*TASK DETAILS*
Your task is to give the entries back exactly, leaving nothing out.

*DATA FOR ANALYSIS*
BEGIN

// SPDX-License-Identifier: PMPL-1.0-or-later
// Copyright (c) 2026 Jonathan D.A. Jewell (hyperpolymath) <jonathan.jewell@open.ac.uk>
//
// Coordinate resolver: maps a matched text span back to the box it occupies
// on the page.
//
// Lines are searched before words because a line gives the tighter semantic
// context ("Total: $12.00" rather than a bare "$12.00").  An unresolvable
// match gets the placeholder box; losing coordinate precision never aborts
// extraction.

use tracing::trace;

use fieldscan_core::types::{BoundingBox, TextSpan, clamp_confidence};

use crate::ocr::OcrPage;
use crate::rules::{ExtractionRule, RuleMatch};

/// Words shorter than this never claim a match ("#", "$", ":").
const MIN_WORD_CHARS: usize = 2;

/// Where a resolved box came from.
#[derive(Debug, Clone, Copy, PartialEq, Eq)]
pub enum SpanSource {
    Line(usize),
    Word(usize),
    Unresolved,
}

/// Box and confidence assigned to a match.
#[derive(Debug, Clone, PartialEq)]
pub struct Resolved {
    pub bbox: BoundingBox,
    pub confidence: f64,
    pub source: SpanSource,
}

/// Resolves rule matches against one page.
pub struct CoordinateResolver<'a> {
    page: &'a OcrPage,
    unlocalized_confidence: f64,
}

impl<'a> CoordinateResolver<'a> {
    pub fn new(page: &'a OcrPage, unlocalized_confidence: f64) -> Self {
        Self {
            page,
            unlocalized_confidence: clamp_confidence(unlocalized_confidence),
        }
    }

    /// Locate `m`, produced by `rule`, on the page.
    pub fn resolve(&self, m: &RuleMatch, rule: &ExtractionRule) -> Resolved {
        let source = self.locate(m, rule);
        trace!(field = %m.field_type, value = %m.value, ?source, "match resolved");

        match source {
            SpanSource::Line(idx) => from_span(&self.page.lines[idx], source),
            SpanSource::Word(idx) => from_span(&self.page.words[idx], source),
            SpanSource::Unresolved => Resolved {
                bbox: BoundingBox::placeholder(),
                confidence: self.unlocalized_confidence,
                source,
            },
        }
    }

    fn locate(&self, m: &RuleMatch, rule: &ExtractionRule) -> SpanSource {
        if let Some(idx) = m.line.filter(|idx| *idx < self.page.lines.len()) {
            return SpanSource::Line(idx);
        }

        let captured = m.captured.trim();
        let needle = captured.to_lowercase();
        if needle.is_empty() {
            return SpanSource::Unresolved;
        }

        // The whole match pins the line; a bare value may repeat elsewhere.
        let matched = m.matched.trim().to_lowercase();
        if let Some(idx) = (!matched.is_empty())
            .then(|| self.line_containing(&matched))
            .flatten()
        {
            return SpanSource::Line(idx);
        }
        if let Some(idx) = self.page.lines.iter().position(|l| rule.yields(&l.text, captured)) {
            return SpanSource::Line(idx);
        }
        if let Some(idx) = self.line_containing(&needle) {
            return SpanSource::Line(idx);
        }
        if let Some(idx) = self.page.lines.iter().position(|l| rule.is_match(&l.text)) {
            return SpanSource::Line(idx);
        }
        if let Some(idx) = self.word_overlapping(&needle) {
            return SpanSource::Word(idx);
        }
        SpanSource::Unresolved
    }

    /// First line holding `needle` as a whole phrase, so "total: $5.00" does
    /// not land inside "subtotal: $5.00".
    fn line_containing(&self, needle: &str) -> Option<usize> {
        self.page
            .lines
            .iter()
            .position(|line| contains_phrase(&line.text.to_lowercase(), needle))
    }

    /// A word that contains the needle, or is contained by it.
    fn word_overlapping(&self, needle: &str) -> Option<usize> {
        self.page.words.iter().position(|word| {
            let text = word.text.trim().to_lowercase();
            text.chars().count() >= MIN_WORD_CHARS
                && (text.contains(needle) || needle.contains(text.as_str()))
        })
    }
}

fn contains_phrase(haystack: &str, needle: &str) -> bool {
    let starts_word = needle.chars().next().is_some_and(char::is_alphanumeric);
    let ends_word = needle.chars().next_back().is_some_and(char::is_alphanumeric);
    haystack.match_indices(needle).any(|(at, _)| {
        let before = haystack[..at].chars().next_back();
        let after = haystack[at + needle.len()..].chars().next();
        !(starts_word && before.is_some_and(char::is_alphanumeric))
            && !(ends_word && after.is_some_and(char::is_alphanumeric))
    })
}

fn from_span(span: &impl TextSpan, source: SpanSource) -> Resolved {
    Resolved {
        bbox: span.bbox(),
        confidence: clamp_confidence(span.confidence()),
        source,
    }
}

END

*EXERCISE SOLUTION*
// SPDX-License-Identifier: PMPL-1.0-or-later
// Copyright (c) 2026 Jonathan D.A. Jewell (hyperpolymath) <jonathan.jewell@open.ac.uk>
//
// Coordinate resolver: maps a matched text span back to the box it occupies
// on the page.
//
// Lines are searched before words because a line gives the tighter semantic
// context ("Total: $12.00" rather than a bare "$12.00").  An unresolvable
// match gets the placeholder box; losing coordinate precision never aborts
// extraction.

use tracing::trace;

use fieldscan_core::types::{BoundingBox, TextSpan, clamp_confidence};

use crate::ocr::OcrPage;
use crate::rules::{ExtractionRule, RuleMatch};

/// Words shorter than this never claim a match ("#", "$", ":").
const MIN_WORD_CHARS: usize = 2;

/// Where a resolved box came from.
#[derive(Debug, Clone, Copy, PartialEq, Eq)]
pub enum SpanSource {
    Line(usize),
    Word(usize),
    Unresolved,
}

/// Box and confidence assigned to a match.
#[derive(Debug, Clone, PartialEq)]
pub struct Resolved {
    pub bbox: BoundingBox,
    pub confidence: f64,
    pub source: SpanSource,
}

/// Resolves rule matches against one page.
pub struct CoordinateResolver<'a> {
    page: &'a OcrPage,
    unlocalized_confidence: f64,
}

impl<'a> CoordinateResolver<'a> {
    pub fn new(page: &'a OcrPage, unlocalized_confidence: f64) -> Self {
        Self {
            page,
            unlocalized_confidence: clamp_confidence(unlocalized_confidence),
        }
    }

    /// Locate `m`, produced by `rule`, on the page.
    pub fn resolve(&self, m: &RuleMatch, rule: &ExtractionRule) -> Resolved {
        let source = self.locate(m, rule);
        trace!(field = %m.field_type, value = %m.value, ?source, "match resolved");

        match source {
            SpanSource::Line(idx) => from_span(&self.page.lines[idx], source),
            SpanSource::Word(idx) => from_span(&self.page.words[idx], source),
            SpanSource::Unresolved => Resolved {
                bbox: BoundingBox::placeholder(),
                confidence: self.unlocalized_confidence,
                source,
            },
        }
    }

    fn locate(&self, m: &RuleMatch, rule: &ExtractionRule) -> SpanSource {
        if let Some(idx) = m.line.filter(|idx| *idx < self.page.lines.len()) {
            return SpanSource::Line(idx);
        }

        let captured = m.captured.trim();
        let needle = captured.to_lowercase();
        if needle.is_empty() {
            return SpanSource::Unresolved;
        }

        // The whole match pins the line; a bare value may repeat elsewhere.
        let matched = m.matched.trim().to_lowercase();
        if let Some(idx) = (!matched.is_empty())
            .then(|| self.line_containing(&matched))
            .flatten()
        {
            return SpanSource::Line(idx);
        }
        if let Some(idx) = self.page.lines.iter().position(|l| rule.yields(&l.text, captured)) {
            return SpanSource::Line(idx);
        }
        if let Some(idx) = self.line_containing(&needle) {
            return SpanSource::Line(idx);
        }
        if let Some(idx) = self.page.lines.iter().position(|l| rule.is_match(&l.text)) {
            return SpanSource::Line(idx);
        }
        if let Some(idx) = self.word_overlapping(&needle) {
            return SpanSource::Word(idx);
        }
        SpanSource::Unresolved
    }

    /// First line holding `needle` as a whole phrase, so "total: $5.00" does
    /// not land inside "subtotal: $5.00".
    fn line_containing(&self, needle: &str) -> Option<usize> {
        self.page
            .lines
            .iter()
            .position(|line| contains_phrase(&line.text.to_lowercase(), needle))
    }

    /// A word that contains the needle, or is contained by it.
    fn word_overlapping(&self, needle: &str) -> Option<usize> {
        self.page.words.iter().position(|word| {
            let text = word.text.trim().to_lowercase();
            text.chars().count() >= MIN_WORD_CHARS
                && (text.contains(needle) || needle.contains(text.as_str()))
        })
    }
}

fn contains_phrase(haystack: &str, needle: &str) -> bool {
    let starts_word = needle.chars().next().is_some_and(char::is_alphanumeric);
    let ends_word = needle.chars().next_back().is_some_and(char::is_alphanumeric);
    haystack.match_indices(needle).any(|(at, _)| {
        let before = haystack[..at].chars().next_back();
        let after = haystack[at + needle.len()..].chars().next();
        !(starts_word && before.is_some_and(char::is_alphanumeric))
            && !(ends_word && after.is_some_and(char::is_alphanumeric))
    })
}

fn from_span(span: &impl TextSpan, source: SpanSource) -> Resolved {
    Resolved {
        bbox: span.bbox(),
        confidence: clamp_confidence(span.confidence()),
        source,
    }
}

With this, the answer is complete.